(Collected data)
________________
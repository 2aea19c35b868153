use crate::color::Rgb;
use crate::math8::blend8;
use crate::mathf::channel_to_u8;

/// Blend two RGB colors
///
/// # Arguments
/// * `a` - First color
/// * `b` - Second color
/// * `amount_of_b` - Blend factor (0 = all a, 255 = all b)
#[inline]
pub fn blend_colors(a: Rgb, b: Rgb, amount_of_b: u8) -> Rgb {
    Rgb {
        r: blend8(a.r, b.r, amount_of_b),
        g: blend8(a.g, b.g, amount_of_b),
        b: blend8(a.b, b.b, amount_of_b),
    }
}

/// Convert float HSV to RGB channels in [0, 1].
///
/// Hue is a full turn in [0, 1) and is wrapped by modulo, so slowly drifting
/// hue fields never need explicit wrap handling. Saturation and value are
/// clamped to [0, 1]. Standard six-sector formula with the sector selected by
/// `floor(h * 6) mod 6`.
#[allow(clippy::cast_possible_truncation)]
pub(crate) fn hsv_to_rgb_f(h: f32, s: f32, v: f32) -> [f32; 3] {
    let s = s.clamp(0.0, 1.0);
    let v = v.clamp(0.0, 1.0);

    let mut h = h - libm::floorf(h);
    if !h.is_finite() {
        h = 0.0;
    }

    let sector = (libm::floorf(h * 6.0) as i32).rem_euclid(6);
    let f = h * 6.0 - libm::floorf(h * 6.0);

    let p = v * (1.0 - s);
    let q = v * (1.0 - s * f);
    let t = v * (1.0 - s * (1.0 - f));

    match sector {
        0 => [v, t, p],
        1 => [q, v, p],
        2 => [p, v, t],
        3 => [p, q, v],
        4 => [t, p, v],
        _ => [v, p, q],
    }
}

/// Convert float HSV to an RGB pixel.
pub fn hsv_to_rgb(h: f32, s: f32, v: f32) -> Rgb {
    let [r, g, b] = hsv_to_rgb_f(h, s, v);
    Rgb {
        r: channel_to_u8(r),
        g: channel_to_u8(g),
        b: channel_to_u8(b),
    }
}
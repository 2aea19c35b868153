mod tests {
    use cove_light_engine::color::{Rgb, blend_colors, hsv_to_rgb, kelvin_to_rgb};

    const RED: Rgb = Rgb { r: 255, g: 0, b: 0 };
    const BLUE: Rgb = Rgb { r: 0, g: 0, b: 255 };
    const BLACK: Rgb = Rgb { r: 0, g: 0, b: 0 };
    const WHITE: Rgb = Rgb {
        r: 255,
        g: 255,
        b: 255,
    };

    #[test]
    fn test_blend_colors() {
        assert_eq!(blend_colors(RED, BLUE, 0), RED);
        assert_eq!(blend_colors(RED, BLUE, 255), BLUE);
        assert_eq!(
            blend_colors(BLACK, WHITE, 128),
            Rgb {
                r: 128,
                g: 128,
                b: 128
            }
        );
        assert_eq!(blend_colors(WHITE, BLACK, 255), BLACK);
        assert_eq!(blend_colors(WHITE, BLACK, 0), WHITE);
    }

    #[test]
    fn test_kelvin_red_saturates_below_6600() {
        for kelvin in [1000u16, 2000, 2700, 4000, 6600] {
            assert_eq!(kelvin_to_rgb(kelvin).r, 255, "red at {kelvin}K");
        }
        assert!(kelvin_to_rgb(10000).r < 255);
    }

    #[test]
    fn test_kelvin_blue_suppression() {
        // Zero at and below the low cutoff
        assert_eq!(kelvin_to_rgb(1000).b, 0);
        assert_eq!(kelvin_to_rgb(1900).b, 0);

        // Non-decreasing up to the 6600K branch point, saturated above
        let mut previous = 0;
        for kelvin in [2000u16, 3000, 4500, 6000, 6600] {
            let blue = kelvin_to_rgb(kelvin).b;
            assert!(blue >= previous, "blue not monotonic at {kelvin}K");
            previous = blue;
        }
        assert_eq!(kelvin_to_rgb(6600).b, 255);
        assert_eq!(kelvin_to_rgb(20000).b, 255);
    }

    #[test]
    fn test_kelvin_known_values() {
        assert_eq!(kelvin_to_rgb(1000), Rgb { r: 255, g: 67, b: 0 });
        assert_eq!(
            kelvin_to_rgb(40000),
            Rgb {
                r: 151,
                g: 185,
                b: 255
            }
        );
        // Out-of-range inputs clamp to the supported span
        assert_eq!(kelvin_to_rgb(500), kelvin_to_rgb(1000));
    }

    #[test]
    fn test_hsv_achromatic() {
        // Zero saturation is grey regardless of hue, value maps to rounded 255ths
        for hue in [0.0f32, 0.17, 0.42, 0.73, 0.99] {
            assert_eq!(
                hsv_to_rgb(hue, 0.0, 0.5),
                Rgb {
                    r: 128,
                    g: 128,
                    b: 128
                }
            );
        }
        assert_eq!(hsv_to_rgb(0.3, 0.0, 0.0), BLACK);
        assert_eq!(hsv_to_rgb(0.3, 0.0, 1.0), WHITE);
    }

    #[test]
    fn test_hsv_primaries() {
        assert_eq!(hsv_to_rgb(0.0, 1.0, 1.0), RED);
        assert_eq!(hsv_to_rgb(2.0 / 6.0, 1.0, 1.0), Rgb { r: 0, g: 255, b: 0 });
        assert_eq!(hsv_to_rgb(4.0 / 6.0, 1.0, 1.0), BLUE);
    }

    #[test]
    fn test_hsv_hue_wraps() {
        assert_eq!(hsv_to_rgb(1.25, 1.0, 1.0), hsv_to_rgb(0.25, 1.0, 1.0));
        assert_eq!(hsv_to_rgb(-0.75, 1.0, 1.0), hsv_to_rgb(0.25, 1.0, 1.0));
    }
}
________________
To do:
Filter the lines above, keeping each one that contains the string "sector".

Answer below:
/// clamped to [0, 1]. Standard six-sector formula with the sector selected by
    let sector = (libm::floorf(h * 6.0) as i32).rem_euclid(6);
    match sector {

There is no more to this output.